* What to work on
Provide an exact copy of the lines from the beginning of the records through the line that includes "treated as settled.", and of no others.

____ Source records

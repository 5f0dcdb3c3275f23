use std::f32::consts::{PI, TAU};

use glam::{Vec2, Vec3};

use super::core::Camera;
use crate::options::CameraOptions;

/// Keeps the polar angle away from the poles so `look_at` stays defined.
const POLAR_EPSILON: f32 = 1e-4;
/// Motion below this is treated as settled.
const CHANGE_EPSILON: f32 = 1e-6;

/// Orbit camera controller: turns pointer drags and scrolls into camera
/// motion around a target point, with optional inertial damping.
///
/// Input methods only accumulate pending motion; [`update`](Self::update)
/// applies it to a camera. With damping enabled each update consumes
/// `damping_factor` of the pending motion, so the camera coasts.
#[derive(Debug, Clone)]
pub struct OrbitController {
    /// Pivot point the camera orbits and looks at.
    pub target: Vec3,
    /// Coast to a stop instead of halting when input ends.
    pub enable_damping: bool,
    /// Fraction of pending motion applied (and removed) per update.
    pub damping_factor: f32,
    /// Spin around the target without input.
    pub auto_rotate: bool,
    /// Radians per second of auto-rotation.
    pub auto_rotate_speed: f32,
    /// Rotation sensitivity multiplier.
    pub rotate_speed: f32,
    /// Pan sensitivity multiplier.
    pub pan_speed: f32,
    /// Zoom sensitivity multiplier.
    pub zoom_speed: f32,
    /// Closest allowed camera distance.
    pub min_distance: f32,
    /// Farthest allowed camera distance.
    pub max_distance: f32,

    /// Pending (azimuth, polar) rotation in radians.
    spherical_delta: Vec2,
    pan_offset: Vec3,
    scale: f32,
}

impl OrbitController {
    /// Controller configured from the camera options.
    #[must_use]
    pub fn new(options: &CameraOptions) -> Self {
        Self {
            target: Vec3::from_array(options.target),
            enable_damping: options.enable_damping,
            damping_factor: options.damping_factor,
            auto_rotate: options.auto_rotate,
            auto_rotate_speed: options.auto_rotate_speed,
            rotate_speed: options.rotate_speed,
            pan_speed: options.pan_speed,
            zoom_speed: options.zoom_speed,
            min_distance: 0.0,
            max_distance: f32::INFINITY,
            spherical_delta: Vec2::ZERO,
            pan_offset: Vec3::ZERO,
            scale: 1.0,
        }
    }

    /// Queue an orbit from a pointer drag of `delta` pixels inside a
    /// viewport `viewport_height` pixels tall.
    pub fn rotate(&mut self, delta: Vec2, viewport_height: f32) {
        if viewport_height <= 0.0 {
            return;
        }
        let per_pixel = TAU / viewport_height * self.rotate_speed;
        self.spherical_delta -= delta * per_pixel;
    }

    /// Queue a pan from a pointer drag of `delta` pixels. The pan distance
    /// is scaled so the point under the cursor at the target's depth
    /// follows the cursor.
    pub fn pan(&mut self, camera: &Camera, delta: Vec2, viewport_height: f32) {
        if viewport_height <= 0.0 {
            return;
        }
        let target_distance = (camera.position - self.target).length()
            * (camera.fovy.to_radians() / 2.0).tan();
        let scale = 2.0 * target_distance / viewport_height * self.pan_speed;
        let right = camera.rotation * Vec3::X;
        let up = camera.rotation * Vec3::Y;
        self.pan_offset += right * (-delta.x * scale) + up * (delta.y * scale);
    }

    /// Queue a dolly. Positive `delta` moves toward the target.
    pub fn zoom(&mut self, delta: f32) {
        self.scale *= 0.95_f32.powf(delta * self.zoom_speed);
    }

    /// Apply pending motion to `camera` and re-aim it at the target.
    ///
    /// `dt` is the frame time in seconds (used only by auto-rotation).
    /// Returns `true` if the camera moved.
    pub fn update(&mut self, camera: &mut Camera, dt: f32) -> bool {
        let offset = camera.position - self.target;
        let mut radius = offset.length();
        let (mut theta, mut phi) = if radius > 0.0 {
            (
                offset.x.atan2(offset.z),
                (offset.y / radius).clamp(-1.0, 1.0).acos(),
            )
        } else {
            (0.0, PI / 2.0)
        };

        if self.auto_rotate {
            self.spherical_delta.x -= self.auto_rotate_speed * dt;
        }

        let step = if self.enable_damping {
            self.damping_factor
        } else {
            1.0
        };
        theta += self.spherical_delta.x * step;
        phi = (phi + self.spherical_delta.y * step)
            .clamp(POLAR_EPSILON, PI - POLAR_EPSILON);
        radius = (radius * self.scale).clamp(self.min_distance, self.max_distance);
        self.target += self.pan_offset * step;

        let sin_phi = phi.sin();
        let new_offset = Vec3::new(
            radius * sin_phi * theta.sin(),
            radius * phi.cos(),
            radius * sin_phi * theta.cos(),
        );
        let previous_position = camera.position;
        let previous_rotation = camera.rotation;
        camera.position = self.target + new_offset;
        camera.look_at(self.target);

        if self.enable_damping {
            self.spherical_delta *= 1.0 - self.damping_factor;
            self.pan_offset *= 1.0 - self.damping_factor;
        } else {
            self.spherical_delta = Vec2::ZERO;
            self.pan_offset = Vec3::ZERO;
        }
        self.scale = 1.0;

        camera.position.distance_squared(previous_position) > CHANGE_EPSILON
            || 1.0 - camera.rotation.dot(previous_rotation).abs() > CHANGE_EPSILON
    }
}

#[cfg(test)]
mod tests {
    use super::*;

    fn setup() -> (Camera, OrbitController) {
        let options = CameraOptions::default();
        let mut camera = Camera::new(options.fovy, 1.0, 0.1, 1000.0);
        camera.position = Vec3::from_array(options.position);
        let mut controller = OrbitController::new(&options);
        let _ = controller.update(&mut camera, 0.0);
        (camera, controller)
    }

    #[test]
    fn initial_update_aims_at_target() {
        let (camera, controller) = setup();
        let expected = (controller.target - camera.position).normalize();
        assert!(camera.forward().abs_diff_eq(expected, 1e-5));
        assert!(camera
            .position
            .abs_diff_eq(Vec3::new(0.0, 2.0, 5.0), 1e-4));
    }

    #[test]
    fn rotation_preserves_distance_to_target() {
        let (mut camera, mut controller) = setup();
        let distance = camera.position.distance(controller.target);
        controller.rotate(Vec2::new(120.0, 30.0), 600.0);
        for _ in 0..200 {
            let _ = controller.update(&mut camera, 1.0 / 60.0);
        }
        assert!((camera.position.distance(controller.target) - distance).abs() < 1e-3);
        assert!(!camera.position.abs_diff_eq(Vec3::new(0.0, 2.0, 5.0), 1e-2));
    }

    #[test]
    fn damping_converges_to_rest() {
        let (mut camera, mut controller) = setup();
        controller.rotate(Vec2::new(50.0, 0.0), 600.0);
        let mut moved = 0;
        for _ in 0..1000 {
            if controller.update(&mut camera, 1.0 / 60.0) {
                moved += 1;
            }
        }
        assert!(moved > 1, "damping should spread motion over frames");
        assert!(!controller.update(&mut camera, 1.0 / 60.0));
    }

    #[test]
    fn undamped_motion_applies_in_one_update() {
        let (mut camera, mut controller) = setup();
        controller.enable_damping = false;
        controller.rotate(Vec2::new(50.0, 0.0), 600.0);
        assert!(controller.update(&mut camera, 0.0));
        assert!(!controller.update(&mut camera, 0.0));
    }

    #[test]
    fn zoom_in_moves_toward_target() {
        let (mut camera, mut controller) = setup();
        controller.enable_damping = false;
        let before = camera.position.distance(controller.target);
        controller.zoom(3.0);
        let _ = controller.update(&mut camera, 0.0);
        assert!(camera.position.distance(controller.target) < before);
    }

    #[test]
    fn pan_moves_target_and_camera_together() {
        let (mut camera, mut controller) = setup();
        controller.enable_damping = false;
        let offset = camera.position - controller.target;
        controller.pan(&camera, Vec2::new(40.0, 0.0), 600.0);
        let _ = controller.update(&mut camera, 0.0);
        assert!(controller.target.x < 0.0);
        assert!((camera.position - controller.target).abs_diff_eq(offset, 1e-4));
    }

    #[test]
    fn polar_angle_is_clamped_off_the_pole() {
        let (mut camera, mut controller) = setup();
        controller.enable_damping = false;
        controller.rotate(Vec2::new(0.0, 10_000.0), 100.0);
        let _ = controller.update(&mut camera, 0.0);
        assert!(camera.forward().is_finite());
        assert!(camera.position.y > controller.target.y);
    }
}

________

* Response for this exercise
repository 5f0dcdb3c3275f23
use std::f32::consts::{PI, TAU};

use glam::{Vec2, Vec3};

use super::core::Camera;
use crate::options::CameraOptions;

/// Keeps the polar angle away from the poles so `look_at` stays defined.
const POLAR_EPSILON: f32 = 1e-4;
/// Motion below this is treated as settled.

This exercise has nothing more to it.